Effects of nitric oxide-related compounds in the acute ketamine animal model of schizophrenia

Abstract

Background: Better treatments for schizophrenia are urgently needed. The therapeutic use of the nitric oxide (NO)-donor sodium nitroprusside (SNP) in patients with schizophrenia has shown promising results. The role of NO in schizophrenia is still unclear, and NO modulation is unexplored in ketamine (KET) animal models to date. In the present study, we compared the behavioral effects of pre- and post-treatment with SNP, glyceryl trinitrate (GTN), and methylene blue (MB) in the acute KET animal model of schizophrenia. Results: The results showed that KET induced cognitive deficits and hyperlocomotion.
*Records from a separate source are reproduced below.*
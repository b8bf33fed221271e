//! Noisy simulator entry point

use crate::config::SimulatorConfig;
use crate::error::{Result, SimulatorError};
use crate::evolver::{validate_circuit, EvolutionStats, NoisyEvolver};
use crate::remap::report_bitstring;
use crate::result::{MeasurementCounts, SimulationResult};
use log::{debug, info};
use nisq_core::{CompiledCircuit, DeviceProfile};
use nisq_state::{sampling, DensityMatrix};
use rand::rngs::StdRng;
use rand::SeedableRng;
use std::collections::BTreeMap;
use std::time::Instant;

/// Density-matrix simulator for a routed circuit on a noisy device
///
/// Every run starts from a fresh |0…0⟩ state; the simulator itself holds no
/// mutable state between runs.
///
/// # Example
///
/// ```
/// use nisq_core::{CompiledCircuit, DeviceProfile, GateKind, QubitLayout};
/// use nisq_sim::{NoisySimulator, SimulatorConfig};
///
/// let device = DeviceProfile::builder(2)
///     .gate("h", 0.0, 35.0)
///     .gate("cx", 0.0, 300.0)
///     .edge(0, 1)
///     .build()
///     .unwrap();
///
/// let mut circuit = CompiledCircuit::new(2, QubitLayout::identity(2)).unwrap();
/// circuit.push(GateKind::H, &[0]).unwrap();
/// circuit.push(GateKind::Cx, &[0, 1]).unwrap();
///
/// let simulator = NoisySimulator::new(device, circuit)
///     .unwrap()
///     .with_config(SimulatorConfig::new().with_seed(7))
///     .unwrap();
/// let counts = simulator.simulate(1000).unwrap();
/// assert_eq!(counts.get("00") + counts.get("11"), 1000);
/// ```
#[derive(Debug, Clone)]
pub struct NoisySimulator {
    device: DeviceProfile,
    circuit: CompiledCircuit,
    config: SimulatorConfig,
}

impl NoisySimulator {
    /// Create a simulator with the default configuration
    ///
    /// # Errors
    /// Fails if the circuit is wider than the device, targets a qubit outside
    /// its register, or uses a gate the device has no calibration for.
    pub fn new(device: DeviceProfile, circuit: CompiledCircuit) -> Result<Self> {
        validate_circuit(&device, &circuit)?;
        Ok(Self {
            device,
            circuit,
            config: SimulatorConfig::default(),
        })
    }

    /// Replace the configuration
    pub fn with_config(mut self, config: SimulatorConfig) -> Result<Self> {
        config.validate()?;
        self.config = config;
        Ok(self)
    }

    pub fn config(&self) -> &SimulatorConfig {
        &self.config
    }

    pub fn device(&self) -> &DeviceProfile {
        &self.device
    }

    pub fn circuit(&self) -> &CompiledCircuit {
        &self.circuit
    }

    /// A step-wise evolver over this simulator's circuit
    pub fn evolver(&self) -> Result<NoisyEvolver<'_>> {
        NoisyEvolver::new(&self.device, &self.circuit, &self.config)
    }

    /// Evolve the whole circuit and return ρ in physical qubit order
    pub fn final_density_matrix(&self) -> Result<DensityMatrix> {
        Ok(self.evolve()?.0)
    }

    /// Evolve the circuit and sample `shots` outcomes
    ///
    /// Keys of the returned histogram are in logical qubit order, arranged
    /// according to the configured [`BitOrder`](crate::BitOrder).
    ///
    /// # Errors
    /// - [`SimulatorError::InvalidConfig`] if `shots` is zero
    /// - any validation or evolution error of the run
    /// - [`nisq_state::StateError::NonPhysicalState`] if the final diagonal
    ///   cannot be turned into probabilities
    pub fn simulate(&self, shots: usize) -> Result<MeasurementCounts> {
        Ok(self.run(shots)?.counts)
    }

    /// Like [`simulate`](Self::simulate), also returning the final state and
    /// run statistics
    pub fn run(&self, shots: usize) -> Result<SimulationResult> {
        if shots == 0 {
            return Err(SimulatorError::InvalidConfig(
                "shots must be greater than zero".to_string(),
            ));
        }

        let (state, stats) = self.evolve()?;
        let counts = self.sample(&state, shots)?;
        Ok(SimulationResult {
            state,
            counts,
            stats,
        })
    }

    fn evolve(&self) -> Result<(DensityMatrix, EvolutionStats)> {
        info!(
            "simulating {} gates on {} qubits",
            self.circuit.len(),
            self.circuit.num_qubits()
        );
        let mut evolver = self.evolver()?;
        evolver.run()?;
        let (state, stats) = evolver.finish();
        info!(
            "evolution finished in {:?}: trace {:.12}, purity {:.6}",
            stats.evolution_time, stats.final_trace, stats.final_purity
        );
        Ok((state, stats))
    }

    fn sample(&self, state: &DensityMatrix, shots: usize) -> Result<MeasurementCounts> {
        let start = Instant::now();
        let probs = sampling::probabilities(state, self.config.negative_mass_tolerance)?;

        let mut rng = match self.config.seed {
            Some(seed) => StdRng::seed_from_u64(seed),
            None => StdRng::from_entropy(),
        };

        let mut by_index: BTreeMap<usize, usize> = BTreeMap::new();
        for index in sampling::sample_indices(&probs, shots, &mut rng)? {
            *by_index.entry(index).or_insert(0) += 1;
        }

        let num_qubits = state.num_qubits();
        let layout = self.circuit.layout();
        let mut counts = MeasurementCounts::new(shots);
        for (index, count) in by_index {
            let physical = sampling::format_bitstring(index, num_qubits);
            counts.add(
                report_bitstring(&physical, layout, self.config.bit_order),
                count,
            );
        }

        debug!(
            "sampled {} shots into {} outcomes in {:?}",
            shots,
            counts.num_outcomes(),
            start.elapsed()
        );
        Ok(counts)
    }
}

#[cfg(test)]
mod tests {
    use super::*;
    use nisq_core::{GateKind, QubitLayout};

    fn single_qubit(gate: &str, error_rate: f64) -> NoisySimulator {
        let device = DeviceProfile::builder(1)
            .gate(gate, error_rate, 50.0)
            .build()
            .unwrap();
        let mut circuit = CompiledCircuit::new(1, QubitLayout::identity(1)).unwrap();
        circuit.push_named(gate, &[0]).unwrap();
        NoisySimulator::new(device, circuit).unwrap()
    }

    #[test]
    fn test_zero_shots_rejected() {
        let err = single_qubit("x", 0.0).simulate(0).unwrap_err();
        assert!(matches!(err, SimulatorError::InvalidConfig(_)));
    }

    #[test]
    fn test_certain_bit_flip_undoes_x() {
        let counts = single_qubit("x", 1.0).simulate(100).unwrap();
        assert_eq!(counts.get("0"), 100);
        assert_eq!(counts.num_outcomes(), 1);
    }

    #[test]
    fn test_run_reports_state_and_stats() {
        let simulator = single_qubit("h", 0.0);
        let result = simulator.run(10).unwrap();
        assert_eq!(result.num_qubits(), 1);
        assert_eq!(result.total_shots(), 10);
        assert_eq!(result.stats.gates_applied, 1);
        assert!((result.stats.final_trace - 1.0).abs() < 1e-12);
        assert!((result.state.get(0, 1).re - 0.5).abs() < 1e-12);
    }

    #[test]
    fn test_same_seed_same_counts() {
        let simulator = single_qubit("h", 0.0)
            .with_config(SimulatorConfig::new().with_seed(11))
            .unwrap();
        assert_eq!(simulator.simulate(500).unwrap(), simulator.simulate(500).unwrap());
    }

    #[test]
    fn test_invalid_config_rejected() {
        let result = single_qubit("x", 0.0)
            .with_config(SimulatorConfig::new().with_trace_tolerance(f64::NAN));
        assert!(result.is_err());
    }

    #[test]
    fn test_final_density_matrix_is_physical_order() {
        let device = DeviceProfile::ideal(2).unwrap();
        let mut circuit = CompiledCircuit::new(2, QubitLayout::new(vec![1, 0]).unwrap()).unwrap();
        circuit.push(GateKind::X, &[0]).unwrap();
        let simulator = NoisySimulator::new(device, circuit).unwrap();

        let state = simulator.final_density_matrix().unwrap();
        // physical qubit 0 is the MSB: |10⟩ is index 2
        assert!((state.get(2, 2).re - 1.0).abs() < 1e-12);
    }
}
Long- term memory improvement was seen with the therapeutic GTN and SNP treatment, but not with the preventive one. MB pretreatment resulted in long-term memory recovery. GTN pre-, but not post-treatment, tended to increase vertical and horizontal activity in the KET model. Therapeutic and preventive SNP treatment consistently decreased KET-induced hyperlocomotion. Conclusion: NO donors - especially SNP - are promising new pharmacological candidates in the treatment of schizophrenia. In addition, we showed that the potential impact of NO-related compounds on KET-induced behavioral changes may depend on the temporal window of drug administration.